La Comisión Federal de Comunicaciones (FCC) de Estados Unidos ha decidido incluir ciertos routers Wi-Fi fabricados en el extranjero en su lista negra, la conocida ‘Covered List’, debido a preocupaciones por riesgos potenciales para la seguridad nacional. Esta medida responde a una creciente evidencia que muestra que estos dispositivos presentan vulnerabilidades críticas, las cuales podrían ser explotadas para ciberataques y espionaje.

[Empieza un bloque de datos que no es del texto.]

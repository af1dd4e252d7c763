use arc_swap::ArcSwap;
use dashmap::DashMap;
use std::sync::Arc;

use super::{hashing, GroupKey};
use crate::node::Node;

/// Sticky entries kept per group before the table is reset.
const MAX_STICKY_ENTRIES: usize = 65_536;

/// How a caller was matched to a node.
#[derive(Debug, Clone, Copy, PartialEq, Eq)]
pub enum Selection {
    /// The cached node was still available.
    Sticky,
    /// A node was (re)computed from the healthy subset.
    Assigned,
}

/// Named, ordered set of nodes plus the caller affinity table.
///
/// The member list lives behind `ArcSwap`, so selection reads a snapshot without locking and
/// membership changes never block a request.
pub struct ClientGroup {
    key: GroupKey,
    nodes: ArcSwap<Vec<Arc<Node>>>,
    sticky: DashMap<String, Arc<Node>>,
}

impl ClientGroup {
    #[must_use]
    pub fn new(key: GroupKey, nodes: Vec<Arc<Node>>) -> Self {
        Self { key, nodes: ArcSwap::from_pointee(nodes), sticky: DashMap::new() }
    }

    #[must_use]
    pub fn key(&self) -> GroupKey {
        self.key
    }

    /// Current members in configuration order.
    #[must_use]
    pub fn nodes(&self) -> Arc<Vec<Arc<Node>>> {
        self.nodes.load_full()
    }

    #[must_use]
    pub fn len(&self) -> usize {
        self.nodes.load().len()
    }

    #[must_use]
    pub fn is_empty(&self) -> bool {
        self.nodes.load().is_empty()
    }

    #[must_use]
    pub fn available_count(&self) -> usize {
        self.nodes.load().iter().filter(|n| n.is_available()).count()
    }

    /// Appends a node. A node with the same name is replaced and closed.
    pub fn add_node(&self, node: Arc<Node>) {
        let mut replaced = None;
        self.nodes.rcu(|current| {
            let mut next: Vec<Arc<Node>> =
                current.iter().filter(|n| n.name() != node.name()).cloned().collect();
            replaced = current.iter().find(|n| n.name() == node.name()).cloned();
            next.push(Arc::clone(&node));
            next
        });
        if let Some(old) = replaced {
            if !Arc::ptr_eq(&old, &node) {
                old.close();
            }
        }
        tracing::info!(group = self.key.as_str(), node = %node.name(), "node added to group");
    }

    /// Removes and closes the named node. Sticky entries pointing at it are reselected on
    /// their next use.
    pub fn remove_node(&self, name: &str) -> Option<Arc<Node>> {
        let mut removed = None;
        self.nodes.rcu(|current| {
            removed = current.iter().find(|n| n.name() == name).cloned();
            current.iter().filter(|n| n.name() != name).cloned().collect::<Vec<_>>()
        });
        if let Some(node) = &removed {
            node.close();
            tracing::info!(group = self.key.as_str(), node = %name, "node removed from group");
        }
        removed
    }

    /// Returns the caller's node, reusing the cached assignment while it stays available.
    #[must_use]
    pub fn select(&self, caller: &str) -> Option<(Arc<Node>, Selection)> {
        if let Some(cached) = self.sticky.get(caller) {
            if cached.is_available() {
                return Some((Arc::clone(&cached), Selection::Sticky));
            }
        }

        let nodes = self.nodes.load();
        let chosen = Arc::clone(hashing::select(caller, &nodes)?);

        if self.sticky.len() >= MAX_STICKY_ENTRIES {
            self.sticky.clear();
        }
        self.sticky.insert(caller.to_string(), Arc::clone(&chosen));
        Some((chosen, Selection::Assigned))
    }

    #[cfg(test)]
    pub(crate) fn sticky_len(&self) -> usize {
        self.sticky.len()
    }

    /// Closes every member and forgets all assignments.
    pub fn close(&self) {
        for node in self.nodes.load().iter() {
            node.close();
        }
        self.sticky.clear();
    }
}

La decisión surge tras detectar incidentes de ciberespionaje donde routers domésticos han sido utilizados como vías de acceso para infiltrarse en redes y sistemas sensibles. Operaciones de alto perfil, como Volt Typhoon, Flax Typhoon y Salt Typhoon, han demostrado cómo los hackers han aprovechado estas vulnerabilidades para penetrar en hogares, empresas e infraestructuras vitales.
Sergey Shykevich, del grupo de inteligencia en amenazas de Check Point Software, destaca que los routers y otros dispositivos de red se han convertido en objetivos atractivos para los atacantes. Estos dispositivos, frecuentemente expuestos a Internet y con credenciales predeterminadas, son más susceptibles de ser comprometidos comparados con otros puntos que disponen de mayores medidas de seguridad.
Shykevich enfatiza que esta iniciativa no pretende señalar a ningún fabricante o país específico, sino que busca mitigar el riesgo sistémico en la cadena de suministro y aumentar los estándares de seguridad en el perímetro de red. Aunque los beneficios de esta medida podrían tardar en manifestarse, se considera crucial establecer una supervisión más rigurosa y demandas claras para el ciclo de vida de los dispositivos, además de exigir estándares mínimos de seguridad más elevados.
Mientras la industria se ajusta a estos nuevos estándares de fabricación, Check Point Software insta a los usuarios a proteger sus redes de inmediato. Se recomienda cambiar las contraseñas por defecto de los routers, comprobar la disponibilidad de actualizaciones de firmware y evaluar las políticas de soporte y actualización de seguridad antes de realizar nuevas adquisiciones. Estas prácticas fundamentales de higiene digital son esenciales para proteger tanto las redes domésticas como empresariales de potenciales amenazas externas.